Die Begründung ist dann ziemlich kompakt: „Der Stadtteil Anger Crottendorf ist bislang nur über die Breite Straße und die Zweinaundorfer Straße an den ÖPNV angeschlossen. Insbesondere der nördliche Teil Anger-Crottendorfs ist durch den ÖPNV kaum erschlossen. Der östlich angrenzende Stadtteil Mölkau klagt zudem über ein enormes Verkehrsaufkommen. Sowohl der Stadtbezirksbeirat Ost als auch der Bürgerverein Anger-Crottendorf fordern eine bessere Anbindung.
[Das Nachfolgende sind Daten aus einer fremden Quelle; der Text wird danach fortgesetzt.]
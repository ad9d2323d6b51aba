//! Lockout controller.
//!
//! Explicit state machine over `{Active, Locked}` combining the violation
//! counter and clock expiry. The controller is the exclusive owner of the
//! ledger, the clock, and the event-id counter; every transition method
//! checks session state first so that a signal arriving after lockout
//! leaves zero side effects.

use serde::Serialize;
use tracing::{debug, info};

use crate::classifier::Classifier;
use crate::clock::{ClockStatus, SessionClock};
use crate::event::SecurityEvent;
use crate::ledger::ViolationLedger;
use crate::signal::Signal;

/// Why a session locked. Surfaced distinctly so the lockout screen can
/// explain the trigger.
#[derive(Clone, Copy, Debug, PartialEq, Eq, Serialize)]
#[serde(rename_all = "kebab-case")]
pub enum LockReason {
    ViolationThreshold,
    TimeExpired,
}

impl std::fmt::Display for LockReason {
    fn fmt(&self, f: &mut std::fmt::Formatter<'_>) -> std::fmt::Result {
        match self {
            LockReason::ViolationThreshold => f.write_str("violation threshold reached"),
            LockReason::TimeExpired => f.write_str("session time expired"),
        }
    }
}

/// Session lifecycle state. `Locked` is terminal for the running session;
/// only an explicit reset leaves it.
#[derive(Clone, Copy, Debug, PartialEq, Eq)]
pub enum SessionState {
    Active,
    Locked(LockReason),
}

/// Outcome of delivering one signal to the controller.
#[derive(Clone, Debug, PartialEq, Eq)]
pub enum Observation {
    /// Signal accepted: classified and recorded. The session may have
    /// locked on exactly this event.
    Recorded {
        event: SecurityEvent,
        violation_count: u64,
    },
    /// Monitoring gate closed or session locked: no event, no counter
    /// increment, no ledger write.
    Suppressed,
}

/// Tunable parameters for one session.
#[derive(Clone, Copy, Debug)]
pub struct SessionParams {
    /// Nth accepted violation that locks the session, counted inclusively.
    pub lockout_threshold: u64,
    /// Events retained for display; does not bound the counter.
    pub retention: usize,
    /// Session duration in whole seconds; `None` never expires.
    pub limit_secs: Option<u64>,
}

impl Default for SessionParams {
    fn default() -> Self {
        Self {
            lockout_threshold: 5,
            retention: 10,
            limit_secs: Some(3600),
        }
    }
}

/// Read-only snapshot for collaborators (UI, notification sinks).
#[derive(Clone, Debug)]
pub struct SessionProjection {
    pub state: SessionState,
    pub violation_count: u64,
    pub elapsed_secs: u64,
    pub remaining_secs: Option<u64>,
    pub monitoring: bool,
    /// Retained events, most recent first.
    pub recent_events: Vec<SecurityEvent>,
}

/// The violation/lockout state machine.
#[derive(Debug)]
pub struct LockoutController {
    classifier: Classifier,
    ledger: ViolationLedger,
    clock: SessionClock,
    state: SessionState,
    monitoring: bool,
    lockout_threshold: u64,
    next_event_id: u64,
}

impl LockoutController {
    pub fn new(classifier: Classifier, params: SessionParams) -> Self {
        Self {
            classifier,
            ledger: ViolationLedger::new(params.retention),
            clock: SessionClock::new(params.limit_secs),
            state: SessionState::Active,
            monitoring: false,
            lockout_threshold: params.lockout_threshold,
            next_event_id: 0,
        }
    }

    /// Delivers one raw signal as a single logical unit:
    /// gate -> classify -> record -> evaluate lockout.
    ///
    /// The state gate comes first: while locked or while the monitoring
    /// gate is closed, the signal is fully ignored.
    pub fn observe(&mut self, signal: &Signal, now_ns: u64) -> Observation {
        if self.state != SessionState::Active || !self.monitoring {
            return Observation::Suppressed;
        }

        let id = self.next_event_id;
        self.next_event_id += 1;

        let event = self.classifier.classify(signal, id, now_ns);
        let violation_count = self.ledger.record(event.clone());
        debug!(
            kind = %event.kind,
            severity = %event.severity,
            violation_count,
            "violation recorded"
        );

        if violation_count >= self.lockout_threshold {
            self.lock(LockReason::ViolationThreshold);
        }

        Observation::Recorded {
            event,
            violation_count,
        }
    }

    /// Advances the session clock by one second. Ticking a locked session
    /// is a no-op: the clock must neither advance nor re-fire expiry.
    pub fn tick(&mut self) -> ClockStatus {
        if self.state != SessionState::Active {
            return self.clock.status();
        }

        let status = self.clock.tick();
        if status == ClockStatus::Expired {
            self.lock(LockReason::TimeExpired);
        }
        status
    }

    /// Opens the monitoring gate. Starting does not record an event; the
    /// session begins with a clean counter.
    pub fn start_monitoring(&mut self) {
        if self.state != SessionState::Active {
            return;
        }
        if !self.monitoring {
            self.monitoring = true;
            info!("monitoring started");
        }
    }

    /// Records the `monitoring-stopped` marker while the gate is still
    /// open, then closes it. Signals delivered afterwards are suppressed.
    pub fn stop_monitoring(&mut self, now_ns: u64) -> Observation {
        let observation = self.observe(&Signal::MonitoringStopped, now_ns);
        if self.monitoring {
            self.monitoring = false;
            info!("monitoring stopped");
        }
        observation
    }

    /// Atomic reset: the only transition out of `Locked`, also valid while
    /// `Active`. Clears the ledger, zeroes the counter, restores the clock
    /// bound, closes the monitoring gate, and restores `Active`.
    pub fn reset(&mut self) {
        self.ledger.reset();
        self.clock.reset();
        self.state = SessionState::Active;
        self.monitoring = false;
        self.next_event_id = 0;
        info!("session reset");
    }

    fn lock(&mut self, reason: LockReason) {
        if matches!(self.state, SessionState::Locked(_)) {
            return;
        }
        self.state = SessionState::Locked(reason);
        info!(%reason, violations = self.ledger.count(), "session locked");
    }

    pub fn state(&self) -> SessionState {
        self.state
    }

    pub fn is_locked(&self) -> bool {
        matches!(self.state, SessionState::Locked(_))
    }

    pub fn monitoring(&self) -> bool {
        self.monitoring
    }

    pub fn violation_count(&self) -> u64 {
        self.ledger.count()
    }

    pub fn classifier(&self) -> &Classifier {
        &self.classifier
    }

    pub fn projection(&self) -> SessionProjection {
        SessionProjection {
            state: self.state,
            violation_count: self.ledger.count(),
            elapsed_secs: self.clock.elapsed_secs(),
            remaining_secs: self.clock.remaining_secs(),
            monitoring: self.monitoring,
            recent_events: self.ledger.recent().cloned().collect(),
        }
    }
}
Im Hinblick auf die Ziele des beschlossenen Nachhaltigkeitsszenarios, den Bedarfen der Anwohner/-innen und der Klimaschutzziele der Stadt Leipzig ist eine Erschließung Anger-Crottendorfs durch den ÖPNV geboten.“

Und noch eine Veränderung macht eine Straßenbahnanbindung hier eigentlich sinnvoll: Der S-Bahn-Haltepunkt Anger-Crottendorf, der hier eine direkte Anbindung ans Straßenbahnnetz bekommen könnte. Ein Synergieeffekt, der im S-Bahn-Netz immer noch viel zu selten genutzt wird.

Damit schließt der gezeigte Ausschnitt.